With this stunning piece of news, and the oxitocin drip started, I was so excited I fell asleep for a half-hour. Kim and Kara did – well, whatever it is that expectant mother and doula do when labour is imminent.
When Kim was allowed off the fetal monitor and could get up and go, we went walking the halls of the third floor of the Grey Nuns hospital. Kim had wanted to walk through her labour and, while this was not the off-leash area, Kim was walking. When the contractions started, I didn’t know what would work best for Kim, so I just walked up to her and gave her a hug. The next few contractions allowed us to fine-tune our technique and before too long, Kim would allow me to support her weight with my knees while I held her.
We walked for a good half-hour, circling the halls, looking at baby pictures, contracting (well, Kim was contracting. I wasn’t.) Kara was there, talking Kim through her contractions, helping Kim to learn how best to manage her pain. I started taking a more active role as well, talking to Kim while she breathed through the contractions.
When walking was over, Kim and I stepped into the shower (once I figured out how to make the thing work) and continued the process. She felt the baby drop and had to start squatting during contractions. She hung off of my neck while I stood there and told her she was doing a good job. At one point, she wondered if she was doing any good at all – if she should find some way to deal with the pain. I talked her through her uncertainty, and pretty much immediately, she said she needed to push. We got her out of the shower, and into bed where they told her she was 8 cm dilated. 10 cm is fully dilated and time to push, so I figured it would be pretty soon. I dashed into the bathroom and changed back into my underwear and pants (not socks, though, Sean) and returned. After that, she was in bed the rest of the way.
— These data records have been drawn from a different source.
// storefront/src/pipelines/telegram_pipeline.rs

//! Support bot webhook. Each update is classified once, then exactly one
//! handler step runs for its kind; the rest are skipped.

use crate::errors::{AppError, Result};
use crate::models::order::short_id;
use crate::models::ticket::{NewTicket, SupportTicket, TicketCategory, TicketSource};
use crate::pipelines::contexts::{TelegramUpdateCtx, UpdateKind};
use crate::services::telegram::{escape_html, CallbackQuery, Message};
use crate::services::InlineButton;
use crate::validation;
use hatua::{Control, Flow, FlowCtx, FlowRegistry, StepSpec};
use parking_lot::Mutex;
use std::collections::HashMap;
use std::str::FromStr;
use tracing::{info, instrument, warn};

const CATEGORY_PREFIX: &str = "category_";
const PREVIEW_CHARS: usize = 100;

/// Per-chat conversation state: the category picked from the menu, waiting for
/// the message text. Local to this process.
#[derive(Default)]
pub struct BotSessions {
  chosen: Mutex<HashMap<i64, TicketCategory>>,
}

impl BotSessions {
  pub fn new() -> Self {
    Self::default()
  }

  pub fn reset(&self, chat_id: i64) {
    self.chosen.lock().remove(&chat_id);
  }

  pub fn choose(&self, chat_id: i64, category: TicketCategory) {
    self.chosen.lock().insert(chat_id, category);
  }

  pub fn chosen(&self, chat_id: i64) -> Option<TicketCategory> {
    self.chosen.lock().get(&chat_id).copied()
  }

  pub fn len(&self) -> usize {
    self.chosen.lock().len()
  }

  pub fn is_empty(&self) -> bool {
    self.len() == 0
  }
}

pub fn register_telegram_flow(registry: &FlowRegistry<AppError>) {
  fn unless(kind: UpdateKind) -> impl Fn(&TelegramUpdateCtx) -> bool + Send + Sync + 'static {
    move |c: &TelegramUpdateCtx| c.kind != kind
  }

  let mut flow = Flow::<TelegramUpdateCtx, AppError>::new(
    "telegram_update",
    vec![
      StepSpec::required("classify_update"),
      StepSpec::required("operator_reply").skip_if(unless(UpdateKind::OperatorReply)),
      StepSpec::required("start_menu").skip_if(unless(UpdateKind::Start)),
      StepSpec::required("help").skip_if(unless(UpdateKind::Help)),
      StepSpec::required("category_chosen").skip_if(unless(UpdateKind::CategoryChosen)),
      StepSpec::required("support_message").skip_if(unless(UpdateKind::SupportMessage)),
    ],
  );
  flow.on("classify_update", classify_update);
  flow.on("operator_reply", operator_reply);
  flow.on("start_menu", start_menu);
  flow.on("help", help);
  flow.on("category_chosen", category_chosen);
  flow.on("support_message", support_message);
  registry.register(flow);
}

// --- Message texts ---

fn welcome_text(first_name: &str) -> String {
  format!(
    "👋 <b>Welcome to Remote Work Hub Support, {}!</b>\n\nWe're here to help you with any questions or issues. \
     Please select the type of support you need:",
    escape_html(first_name)
  )
}

const HELP_TEXT: &str = "🆘 <b>How to use Remote Work Hub Support Bot</b>\n\n\
1️⃣ Use /start to begin a new support request\n\
2️⃣ Select the category that best describes your issue\n\
3️⃣ Type your message with as much detail as possible\n\
4️⃣ Our support team will respond as soon as possible\n\n\
<b>Available Commands:</b>\n\
/start - Start a new support request\n\
/help - Show this help message";

pub const TICKET_NOT_FOUND_TEXT: &str = "❌ Could not find the original ticket for this reply.";

fn category_menu() -> Vec<InlineButton> {
  TicketCategory::ALL
    .iter()
    .map(|c| InlineButton {
      text: c.menu_label().to_string(),
      callback_data: format!("{}{}", CATEGORY_PREFIX, c.id()),
    })
    .collect()
}

fn preview(text: &str) -> String {
  let mut out: String = text.chars().take(PREVIEW_CHARS).collect();
  if text.chars().count() > PREVIEW_CHARS {
    out.push_str("...");
  }
  out
}

/// Message the customer receives when an operator answers their ticket.
pub fn reply_to_customer_text(reply: &str) -> String {
  format!(
    "📩 <b>Reply from Remote Work Hub Support</b>\n\n{}\n\nNeed more help? Use /start to send another request.",
    escape_html(reply)
  )
}

fn operator_notice(ticket: &SupportTicket, full_name: &str, username: Option<&str>) -> String {
  let username = username.map(|u| format!("@{}", u)).unwrap_or_else(|| "No username".to_string());
  format!(
    "🆕 <b>NEW SUPPORT REQUEST</b>\n\n👤 <b>User:</b> {}\n🔗 <b>Username:</b> {}\n🆔 <b>Telegram ID:</b> <code>{}</code>\n\n\
     📋 <b>Category:</b> {}\n\n💬 <b>Message:</b>\n{}\n\n━━━━━━━━━━━━━━━━━━\n\
     <i>Reply to this message to respond to the user (ID: {})</i>",
    escape_html(full_name),
    escape_html(&username),
    ticket.telegram_user_id,
    ticket.category.menu_label(),
    escape_html(&ticket.message),
    short_id(&ticket.id),
  )
}

// --- Steps ---

fn classify(message: Option<&Message>, callback: Option<&CallbackQuery>, admin_chat_id: i64) -> UpdateKind {
  if let Some(cb) = callback {
    return match cb.data.as_deref() {
      Some(data) if data.starts_with(CATEGORY_PREFIX) => UpdateKind::CategoryChosen,
      _ => UpdateKind::Ignored,
    };
  }
  let Some(message) = message else {
    return UpdateKind::Ignored;
  };
  let Some(text) = message.text.as_deref() else {
    return UpdateKind::Ignored;
  };
  if message.chat.id == admin_chat_id && message.reply_to_message.is_some() {
    return UpdateKind::OperatorReply;
  }
  match text.trim() {
    "/start" => UpdateKind::Start,
    "/help" => UpdateKind::Help,
    _ => UpdateKind::SupportMessage,
  }
}

#[instrument(name = "telegram::classify_update", skip(ctx), err)]
async fn classify_update(ctx: FlowCtx<TelegramUpdateCtx>) -> Result<Control> {
  let (_, admin_chat_id) = ctx.snapshot(|c| c.app_state.telegram())?;
  let kind = ctx.snapshot(|c| {
    classify(
      c.update.message.as_ref(),
      c.update.callback_query.as_ref(),
      admin_chat_id,
    )
  });
  info!(update_id = ctx.read().update.update_id, ?kind, "Telegram update classified.");
  ctx.update(|c| c.kind = kind);
  if kind == UpdateKind::Ignored {
    return Ok(Control::Halt);
  }
  Ok(Control::Next)
}

fn message_of(ctx: &FlowCtx<TelegramUpdateCtx>) -> Result<Message> {
  ctx
    .snapshot(|c| c.update.message.clone())
    .ok_or_else(|| AppError::Internal("Update carries no message".to_string()))
}

#[instrument(name = "telegram::operator_reply", skip(ctx), err)]
async fn operator_reply(ctx: FlowCtx<TelegramUpdateCtx>) -> Result<Control> {
  let app_state = ctx.snapshot(|c| c.app_state.clone());
  let (messenger, admin_chat_id) = app_state.telegram()?;
  let message = message_of(&ctx)?;
  let reply_text = message.text.clone().unwrap_or_default();
  let replied_to = message.reply_to_message.as_ref().map(|m| m.message_id).unwrap_or_default();

  let Some(ticket) = app_state.store.ticket_by_admin_message(replied_to).await? else {
    info!(replied_to, "Operator replied to a message with no ticket.");
    messenger.send_message(admin_chat_id, TICKET_NOT_FOUND_TEXT, None).await?;
    return Ok(Control::Next);
  };

  let ticket = app_state
    .store
    .record_admin_reply(ticket.id, &reply_text)
    .await?
    .ok_or_else(|| AppError::NotFound("Ticket not found".to_string()))?;

  let confirmation = if ticket.is_from_web() {
    format!("✅ Reply saved to web ticket {}.", short_id(&ticket.id))
  } else {
    match messenger
      .send_message(ticket.telegram_chat_id, &reply_to_customer_text(&reply_text), None)
      .await
    {
      Ok(_) => format!(
        "✅ Reply sent to {}.",
        escape_html(ticket.telegram_first_name.as_deref().unwrap_or("the user"))
      ),
      Err(e) => {
        warn!(ticket = %short_id(&ticket.id), error = %e, "Could not relay reply to customer.");
        format!("⚠️ Reply saved to ticket {} but could not be delivered.", short_id(&ticket.id))
      }
    }
  };
  messenger.send_message(admin_chat_id, &confirmation, None).await?;
  info!(ticket = %short_id(&ticket.id), "Operator reply recorded.");
  ctx.update(|c| c.ticket = Some(ticket));
  Ok(Control::Next)
}

async fn send_start_menu(ctx: &FlowCtx<TelegramUpdateCtx>, chat_id: i64, first_name: &str) -> Result<()> {
  let app_state = ctx.snapshot(|c| c.app_state.clone());
  let (messenger, _) = app_state.telegram()?;
  app_state.bot_sessions.reset(chat_id);
  messenger
    .send_message(chat_id, &welcome_text(first_name), Some(&category_menu()))
    .await?;
  Ok(())
}

#[instrument(name = "telegram::start_menu", skip(ctx), err)]
async fn start_menu(ctx: FlowCtx<TelegramUpdateCtx>) -> Result<Control> {
  let message = message_of(&ctx)?;
  let first_name = message.from.as_ref().map(|u| u.first_name_or_default().to_string());
  send_start_menu(&ctx, message.chat.id, first_name.as_deref().unwrap_or("User")).await?;
  Ok(Control::Next)
}

#[instrument(name = "telegram::help", skip(ctx), err)]
async fn help(ctx: FlowCtx<TelegramUpdateCtx>) -> Result<Control> {
  let (messenger, _) = ctx.snapshot(|c| c.app_state.telegram())?;
  let message = message_of(&ctx)?;
  messenger.send_message(message.chat.id, HELP_TEXT, None).await?;
  Ok(Control::Next)
}

#[instrument(name = "telegram::category_chosen", skip(ctx), err)]
async fn category_chosen(ctx: FlowCtx<TelegramUpdateCtx>) -> Result<Control> {
  let app_state = ctx.snapshot(|c| c.app_state.clone());
  let (messenger, _) = app_state.telegram()?;
  let callback = ctx
    .snapshot(|c| c.update.callback_query.clone())
    .ok_or_else(|| AppError::Internal("Update carries no callback query".to_string()))?;
  let chat_id = callback.message.as_ref().map(|m| m.chat.id).unwrap_or(callback.from.id);
  let raw = callback
    .data
    .as_deref()
    .and_then(|d| d.strip_prefix(CATEGORY_PREFIX))
    .unwrap_or_default();

  let Ok(category) = TicketCategory::from_str(raw) else {
    messenger.answer_callback_query(&callback.id, "Unknown category").await?;
    return Ok(Control::Next);
  };
  messenger.answer_callback_query(&callback.id, "Category selected").await?;
  app_state.bot_sessions.choose(chat_id, category);

  let prompt = format!(
    "📋 <b>Category:</b> {}\n\nPlease describe your issue or question in detail. \
     Type your message below and I'll forward it to our support team:",
    category.menu_label()
  );
  messenger.send_message(chat_id, &prompt, None).await?;
  Ok(Control::Next)
}

#[instrument(name = "telegram::support_message", skip(ctx), err)]
async fn support_message(ctx: FlowCtx<TelegramUpdateCtx>) -> Result<Control> {
  let app_state = ctx.snapshot(|c| c.app_state.clone());
  let (messenger, admin_chat_id) = app_state.telegram()?;
  let message = message_of(&ctx)?;
  let chat_id = message.chat.id;
  let Some(from) = message.from.clone() else {
    return Ok(Control::Next);
  };

  let Some(category) = app_state.bot_sessions.chosen(chat_id) else {
    send_start_menu(&ctx, chat_id, from.first_name_or_default()).await?;
    return Ok(Control::Next);
  };

  let text = match validation::support_message(message.text.as_deref().unwrap_or_default()) {
    Ok(text) => text,
    Err(e) => {
      messenger.send_message(chat_id, &escape_html(&e.to_string()), None).await?;
      return Ok(Control::Next);
    }
  };

  let ticket = app_state
    .store
    .insert_ticket(NewTicket {
      user_id: None,
      source: TicketSource::Telegram,
      telegram_chat_id: chat_id,
      telegram_user_id: from.id,
      telegram_username: from.username.clone(),
      telegram_first_name: Some(from.first_name_or_default().to_string()),
      category,
      message: text.clone(),
    })
    .await?;
  app_state.bot_sessions.reset(chat_id);

  let notice = operator_notice(&ticket, &from.full_name(), from.username.as_deref());
  match messenger.send_message(admin_chat_id, &notice, None).await {
    Ok(message_id) => app_state.store.attach_admin_message(ticket.id, message_id).await?,
    Err(e) => warn!(ticket = %short_id(&ticket.id), error = %e, "Operator notification failed; ticket kept."),
  }

  let confirmation = format!(
    "✅ <b>Request Received!</b>\n\nThank you for contacting Remote Work Hub Support. We've received your message \
     and our team will respond shortly.\n\n📋 <b>Category:</b> {}\n📧 <b>Your message:</b> {}\n\n\
     Need to send another request? Use /start to begin again.",
    category.menu_label(),
    escape_html(&preview(&text)),
  );
  messenger.send_message(chat_id, &confirmation, None).await?;
  info!(ticket = %short_id(&ticket.id), category = category.id(), "Telegram support ticket stored.");
  ctx.update(|c| c.ticket = Some(ticket));
  Ok(Control::Next)
}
Fifteen minutes of pushing saw the birth of my baby daughter.
She was born at 6 pounds, 14.2 ounces, and 21 inches long. She enjoys sleeping, eating, pooping, shrieking (Cry your rage, Lillian), and plotting to take over the world with Jack.
She is very, very cute, despite a disturbing resemblance to grampa Bob, and I think she's actually trying to be cute when she yawns. It works, though.
Welcome to the Johnstones, Lillian. We're all wack-jobs, but we all love you.